English writer (1911–1985)

William Ernest Bowman (30 September 1911 in Scarborough - 1 January 1985) was an engineer and writer, best remembered for his 1956 book The Ascent of Rum Doodle, a satire on the world of mountaineering literature inspired by Bill Tilman and his 1937 account of the Nanda Devi expedition. Bowman's work was a send-up of the rather pompous British expedition book style fashionable in the 1930s through to the 1950s.
==Early life and family==

Bill Bowman was the eldest of a family of three boys. His mother died in 1926 when Bill was 15, and his father in 1928 from World War I exposure to mustard gas.
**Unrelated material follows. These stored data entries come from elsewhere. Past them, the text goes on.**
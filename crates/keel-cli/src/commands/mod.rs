//! CLI command implementations

pub(crate) mod down;
pub(crate) mod new;
pub(crate) mod status;
pub(crate) mod up;
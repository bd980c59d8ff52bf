//! keel-core - Core library for keel
//!
//! This crate provides the migration definition model, source-file parsing,
//! the [`MigrationSource`] discovery seam (filesystem and in-memory), project
//! configuration, and the authoring-time scaffolder shared by the other keel
//! crates.

pub mod body;
pub mod config;
pub mod definition;
pub mod error;
pub mod identifier;
pub mod record;
pub mod scaffold;
pub mod source;

pub use body::{split_body, SplitBody};
pub use config::{Config, DatabaseConfig};
pub use definition::{MigrationDefinition, MigrationId};
pub use error::{CoreError, CoreResult};
pub use identifier::{ParsedIdentifier, SourceLayout};
pub use record::AppliedRecord;
pub use scaffold::Scaffolder;
pub use source::{DirectorySource, MemorySource, MigrationSource};
//! The `migrations` ledger: which migrations have been applied, and when.
//!
//! Reads take a plain connection. Writes take the runner's [`Transaction`]
//! so the ledger row and the migration's statements commit together.

use crate::error::{DbError, DbResult};
use crate::transaction::Transaction;
use chrono::NaiveDateTime;
use duckdb::Connection;
use keel_core::{AppliedRecord, MigrationId};
use std::collections::BTreeSet;

const CREATE_LEDGER: &str = "CREATE TABLE IF NOT EXISTS migrations (
    id INTEGER PRIMARY KEY,
    name TEXT NOT NULL,
    filename TEXT NOT NULL UNIQUE,
    applied_at DATETIME DEFAULT CURRENT_TIMESTAMP
)";

const SELECT_RECORDS: &str =
    "SELECT id, name, filename, CAST(applied_at AS VARCHAR) FROM migrations";

/// Create the ledger table if it does not exist yet.
pub fn ensure_ledger(conn: &Connection) -> DbResult<()> {
    conn.execute_batch(CREATE_LEDGER)
        .map_err(|e| DbError::LedgerError(format!("failed to create ledger table: {e}")))
}

/// Source keys of every applied migration.
pub fn applied_keys(conn: &Connection) -> DbResult<BTreeSet<String>> {
    let mut stmt = conn
        .prepare("SELECT filename FROM migrations")
        .map_err(|e| DbError::LedgerError(format!("failed to read ledger: {e}")))?;
    let keys = stmt
        .query_map([], |row| row.get::<_, String>(0))
        .map_err(|e| DbError::LedgerError(format!("failed to read ledger: {e}")))?
        .collect::<Result<BTreeSet<_>, _>>()
        .map_err(|e| DbError::LedgerError(format!("ledger row error: {e}")))?;
    Ok(keys)
}

/// Every ledger row, ascending by id.
pub fn applied_records(conn: &Connection) -> DbResult<Vec<AppliedRecord>> {
    query_records(conn, &format!("{SELECT_RECORDS} ORDER BY id"))
}

/// The ledger row with the highest id, if any.
pub fn latest_record(conn: &Connection) -> DbResult<Option<AppliedRecord>> {
    Ok(query_records(conn, &format!("{SELECT_RECORDS} ORDER BY id DESC LIMIT 1"))?
        .into_iter()
        .next())
}

/// Insert the ledger row for a migration inside `tx`.
///
/// Fails with [`DbError::DuplicateRecord`] when the id or source key is
/// already recorded.
pub fn record_applied(
    tx: &Transaction<'_>,
    id: MigrationId,
    name: &str,
    source_key: &str,
) -> DbResult<()> {
    let existing: i64 = tx
        .conn()
        .query_row(
            "SELECT COUNT(*) FROM migrations WHERE id = ? OR filename = ?",
            duckdb::params![i64::from(id), source_key],
            |row| row.get(0),
        )
        .map_err(|e| DbError::LedgerError(format!("failed to read ledger: {e}")))?;
    if existing > 0 {
        return Err(DbError::DuplicateRecord {
            id,
            source_key: source_key.to_string(),
        });
    }

    tx.conn()
        .execute(
            "INSERT INTO migrations (id, name, filename) VALUES (?, ?, ?)",
            duckdb::params![i64::from(id), name, source_key],
        )
        .map_err(|e| {
            DbError::LedgerError(format!("failed to record migration {id}: {e}"))
        })?;
    Ok(())
}

/// Delete the ledger row for `id` inside `tx`.
pub fn remove_record(tx: &Transaction<'_>, id: MigrationId) -> DbResult<()> {
    let removed = tx
        .conn()
        .execute(
            "DELETE FROM migrations WHERE id = ?",
            duckdb::params![i64::from(id)],
        )
        .map_err(|e| DbError::LedgerError(format!("failed to remove migration {id}: {e}")))?;
    match removed {
        0 => Err(DbError::RecordNotFound { id }),
        1 => Ok(()),
        n => Err(DbError::LedgerError(format!(
            "removing migration {id} deleted {n} rows"
        ))),
    }
}

fn query_records(conn: &Connection, sql: &str) -> DbResult<Vec<AppliedRecord>> {
    let mut stmt = conn
        .prepare(sql)
        .map_err(|e| DbError::LedgerError(format!("failed to read ledger: {e}")))?;
    let rows = stmt
        .query_map([], |row| {
            Ok((
                row.get::<_, i64>(0)?,
                row.get::<_, String>(1)?,
                row.get::<_, String>(2)?,
                row.get::<_, Option<String>>(3)?,
            ))
        })
        .map_err(|e| DbError::LedgerError(format!("failed to read ledger: {e}")))?
        .collect::<Result<Vec<_>, _>>()
        .map_err(|e| DbError::LedgerError(format!("ledger row error: {e}")))?;

    rows.into_iter()
        .map(|(id, name, source_key, applied_at)| {
            let id = MigrationId::try_from(id).map_err(|_| {
                DbError::LedgerError(format!("ledger id {id} is not a valid migration id"))
            })?;
            let applied_at = applied_at.ok_or_else(|| {
                DbError::LedgerError(format!("ledger record {id} has no applied_at"))
            })?;
            Ok(AppliedRecord {
                id,
                name,
                source_key,
                applied_at: parse_timestamp(&applied_at)?,
            })
        })
        .collect()
}

/// DuckDB renders `TIMESTAMP` as `YYYY-MM-DD HH:MM:SS[.ffffff]`.
fn parse_timestamp(raw: &str) -> DbResult<NaiveDateTime> {
    const FORMATS: &[&str] = &[
        "%Y-%m-%d %H:%M:%S%.f",
        "%Y-%m-%d %H:%M:%S",
        "%Y-%m-%dT%H:%M:%S%.f",
        "%Y-%m-%dT%H:%M:%S",
    ];
    FORMATS
        .iter()
        .find_map(|fmt| NaiveDateTime::parse_from_str(raw, fmt).ok())
        .ok_or_else(|| {
            DbError::LedgerError(format!("failed to parse timestamp '{raw}': unrecognized format"))
        })
}

#[cfg(test)]
#[path = "ledger_test.rs"]
mod tests;
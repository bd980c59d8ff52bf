//! Status command - applied/pending report

use anyhow::{Context, Result};
use keel_migrate::{Runner, StatusReport};

use crate::cli::{GlobalArgs, StatusArgs};
use crate::context::ProjectContext;

/// Execute the status command
pub(crate) fn execute(args: &StatusArgs, global: &GlobalArgs) -> Result<()> {
    let ctx = ProjectContext::load(global)?;
    let db = ctx.open_database()?;
    let source = ctx.source();

    let report = Runner::new(&db, &source)
        .status()
        .context("Failed to read migration status")?;

    if args.json {
        let json = serde_json::to_string_pretty(&report).context("Failed to serialize to JSON")?;
        println!("{json}");
    } else {
        print_table(&report);
    }
    Ok(())
}

/// Print the report in table format
fn print_table(report: &StatusReport) {
    if report.entries.is_empty() && report.orphaned.is_empty() {
        println!("No migrations found");
        return;
    }

    let file_width = report
        .entries
        .iter()
        .map(|e| e.source_key.len())
        .max()
        .unwrap_or(4)
        .max(4);
    let state_width = 7;

    println!("{:<file_width$}  {:<state_width$}  APPLIED_AT", "FILE", "STATE");
    println!("{:-<file_width$}  {:-<state_width$}  {}", "", "", "-".repeat(19));

    for entry in &report.entries {
        let applied_at = entry
            .applied_at
            .map(|t| t.format("%Y-%m-%d %H:%M:%S").to_string())
            .unwrap_or_else(|| "-".to_string());
        println!(
            "{:<file_width$}  {:<state_width$}  {}",
            entry.source_key,
            entry.state.to_string(),
            applied_at
        );
    }

    println!();
    println!(
        "{} applied, {} pending",
        report.applied_count(),
        report.pending_count()
    );

    if !report.orphaned.is_empty() {
        println!();
        println!("Applied but missing from the migrations directory:");
        for record in &report.orphaned {
            println!("  {} (id {})", record.source_key, record.id);
        }
    }
}
//! CLI argument definitions using clap derive API

use clap::{Args, Parser, Subcommand};

/// keel - apply, roll back, and inspect schema migrations
#[derive(Parser, Debug)]
#[command(name = "keel")]
#[command(author, version, about, long_about = None)]
pub struct Cli {
    /// Global options
    #[command(flatten)]
    pub global: GlobalArgs,

    /// Subcommand to execute
    #[command(subcommand)]
    pub command: Commands,
}

/// Global arguments available to all commands
#[derive(Args, Debug, Clone)]
pub struct GlobalArgs {
    /// Enable verbose output
    #[arg(short, long, global = true)]
    pub verbose: bool,

    /// Path to project directory
    #[arg(short = 'p', long, global = true, default_value = ".")]
    pub project_dir: String,

    /// Override config file path
    #[arg(short, long, global = true)]
    pub config: Option<String>,

    /// Override database path (`:memory:` for an in-memory database)
    #[arg(short, long, global = true, env = "KEEL_DATABASE")]
    pub database: Option<String>,
}

/// Available subcommands
#[derive(Subcommand, Debug)]
pub enum Commands {
    /// Apply all pending migrations in order
    Up,

    /// Roll back the most recently applied migration
    Down,

    /// Show applied and pending migrations
    Status(StatusArgs),

    /// Create a new, empty migration file
    New(NewArgs),
}

/// Arguments for the status command
#[derive(Args, Debug)]
pub struct StatusArgs {
    /// Print the report as JSON
    #[arg(long)]
    pub json: bool,
}

/// Arguments for the new command
#[derive(Args, Debug)]
pub struct NewArgs {
    /// Migration name, e.g. "add profile image"
    pub name: Vec<String>,
}

#[cfg(test)]
#[path = "cli_test.rs"]
mod tests;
This led to a separation of the three brothers - Bill to Middlesbrough, the middle brother, John Howard (Howie), to Canada and the youngest, Lawrence, sent to live with another family.
==Service in the RAF and peace activism==

Bill left school when he was 16, subsequently following a career as draughtsman and civil engineer. During World War II he served in Egypt as a radar instructor for the Royal Air Force (RAF), and afterwards joined the International Voluntary Service for Peace in Duisburg, Germany. His pacifist convictions persuaded him to return his RAF paybook to the government.
==Parody of the Kon-Tiki expedition and interpretation of the theory of relativity==

The Cruise of the Talking Fish is Bowman's only other published work. It is a parody of the Kon-Tiki Expedition by Thor Heyerdahl. He did, however, write a number of pieces including a layman's interpretation of Relativity and several short stories.
Bowman's leisure activities included hillwalking and painting.